In light of this well-known effect, both the Delphi and nominal group techniques constrain interaction with the aim of eliminating or moderating faulty interaction processes. Delphi (Dalkey, 1969, 1970) exercises elicit participants' judgments or opinions privately, summarizes these results while maintaining the anonymity of their source, and circulates the results to all team participants. Iterations of this procedure continue until individual positions stabilize (see Linstone and Turoff, 1975, for variations). This technique has enjoyed considerable popularity, especially in judgmental forecasting contexts. The nominal group technique also begins with the private elicitation of individual opinion, but members then meet for face-to-face exchanges of information; contributions are recorded and summarized by an outsider; members revise own opin-
ions in private; and contributions are combined mathematically to yield a team decision (see, e.g., Delbecq et al., 1975).

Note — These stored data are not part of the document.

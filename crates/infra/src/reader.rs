// crates/infra/src/reader.rs
//! Newline-delimited record readers.
//!
//! Two implementations share the [`LineSource`](word_count_ports::lines::LineSource)
//! contract: [`BufferedLineReader`] reads into a growable buffer that can be
//! handed over to a [`BufferArena`](crate::arena::BufferArena), and
//! [`MappedLineReader`] walks a cursor over a mapped file.

pub mod buffered;
pub mod mapped;

pub use buffered::{BufferedLineReader, GrowthPolicy, ReaderOptions, StoredLine};
pub use mapped::MappedLineReader;
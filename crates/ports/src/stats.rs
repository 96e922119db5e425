// crates/ports/src/stats.rs
use std::time::Duration;

/// Coarse phases of a run, timed by the orchestrator.
#[derive(Debug, Clone, Copy, PartialEq, Eq, Hash)]
pub enum Phase {
    Load,
    Count,
    Print,
}

/// Observer of the core's primitive operations.
///
/// Hooks take `&self`: collectors use interior mutability. An observer must
/// never influence the operation it watches.
pub trait StatsSink {
    fn on_create(&self, _size: usize) {}
    fn on_insert(&self, _created: bool, _probes: usize) {}
    fn on_lookup(&self, _found: bool, _probes: usize) {}
    fn on_rehash(&self, _old_size: usize, _new_size: usize) {}
    fn on_read(&self, _bytes: usize) {}
    fn on_grow(&self, _old_size: usize, _new_size: usize) {}
    fn on_commit(&self, _bytes: usize) {}
    fn on_map(&self, _bytes: usize) {}
    fn on_line(&self, _len: usize) {}
    fn on_phase(&self, _phase: Phase, _elapsed: Duration) {}
}

/// Observer that ignores everything.
#[derive(Debug, Default, Clone, Copy)]
pub struct NoStats;

impl StatsSink for NoStats {}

Despite the popularity of such techniques for enhancing team performance involving consensus decisions, surprisingly little valuative research has been carried out to determine their effectiveness. However, the evidence to date on team performance accuracy enhancement is not encouraging (e.g., Fischer, 1981; Rohrbaugh, 1979; Gough, 1975). McGrath (1984:75) concludes that “neither one does any better than the freely interacting groups, whose ‘deficient' processes these techniques were designed to improve.”
In summary, the attempts to enhance team performance by imposing procedural remedies for nonoptimal interpersonal processes on the path to consensus have met with negligible success. However, long-term training of teams has rarely been studied, and even ad hoc laboratory groups have not received the research and development attention that serious attempts to engineer enhancement techniques should receive. Although performance on many different tasks that commonly confront teams consistently falls below reasonable theoretical baselines, in principle performance increments could be established through better interpersonal procedures, including training over protracted periods of time.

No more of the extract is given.